Saved data entries
===============
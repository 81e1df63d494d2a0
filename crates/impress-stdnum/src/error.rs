//! Error types for impress-stdnum

use thiserror::Error;

/// Result type alias for operations that load configuration or tables
pub type Result<T> = std::result::Result<T, StdnumError>;

/// Why a candidate failed to become a valid standard number
#[derive(Error, Debug, Clone, PartialEq, Eq)]
#[cfg_attr(feature = "uniffi", derive(uniffi::Error), uniffi(flat_error))]
pub enum ValidationError {
    /// The recognition grammar matched nothing in the input
    #[error("No candidate found")]
    NoCandidateFound,

    /// Candidate found, but its check symbol disagrees with the computed one
    #[error("Checksum mismatch: expected {expected}, found {found}")]
    ChecksumMismatch { expected: String, found: String },

    /// Wrong number of symbols for the family (or for an IBAN's country)
    #[error("Length mismatch: expected {expected}, found {found}")]
    LengthMismatch { expected: String, found: usize },

    /// Registry lookup failed
    #[error("Unknown standard number family: {0}")]
    UnknownFamily(String),

    /// A character outside the family's alphabet survived recognition
    #[error("Malformed character {character:?} at position {position}")]
    MalformedCharacter { character: char, position: usize },
}

impl ValidationError {
    pub(crate) fn length(expected: impl Into<String>, found: usize) -> Self {
        ValidationError::LengthMismatch {
            expected: expected.into(),
            found,
        }
    }

    pub(crate) fn checksum(expected: impl ToString, found: impl ToString) -> Self {
        ValidationError::ChecksumMismatch {
            expected: expected.to_string(),
            found: found.to_string(),
        }
    }

    pub(crate) fn malformed(character: char, position: usize) -> Self {
        ValidationError::MalformedCharacter {
            character,
            position,
        }
    }
}

/// Main error type for configuration and table loading
#[derive(Error, Debug)]
pub enum StdnumError {
    /// Validation failure bubbling out of a strict operation
    #[error("Validation error: {0}")]
    Validation(#[from] ValidationError),

    /// IO failure while reading a config or range file
    #[error("IO error: {0}")]
    Io(#[from] std::io::Error),

    /// Config file could not be parsed
    #[error("Config error: {0}")]
    Config(String),

    /// ISBN range table could not be parsed or contains a bad rule
    #[error("Range table error: {0}")]
    RangeTable(String),
}

impl From<toml::de::Error> for StdnumError {
    fn from(err: toml::de::Error) -> Self {
        StdnumError::Config(err.to_string())
    }
}

impl From<serde_json::Error> for StdnumError {
    fn from(err: serde_json::Error) -> Self {
        StdnumError::RangeTable(err.to_string())
    }
}

#[cfg(test)]
mod tests {
    use super::*;

    #[test]
    fn test_error_messages() {
        assert_eq!(ValidationError::NoCandidateFound.to_string(), "No candidate found");
        assert_eq!(
            ValidationError::checksum('2', '1').to_string(),
            "Checksum mismatch: expected 2, found 1"
        );
        assert_eq!(
            ValidationError::malformed('?', 3).to_string(),
            "Malformed character '?' at position 3"
        );
    }

    #[test]
    fn test_validation_error_converts() {
        let err: StdnumError = ValidationError::UnknownFamily("foo".into()).into();
        assert!(matches!(err, StdnumError::Validation(_)));
        assert!(err.to_string().contains("foo"));
    }
}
===============
Aim of the task -> Beginning with the line that holds "character '?' at", restate word for word every line down to the end of the data, and only those lines.

Written answer ->
            "Malformed character '?' at position 3"
        );
    }

    #[test]
    fn test_validation_error_converts() {
        let err: StdnumError = ValidationError::UnknownFamily("foo".into()).into();
        assert!(matches!(err, StdnumError::Validation(_)));
        assert!(err.to_string().contains("foo"));
    }
}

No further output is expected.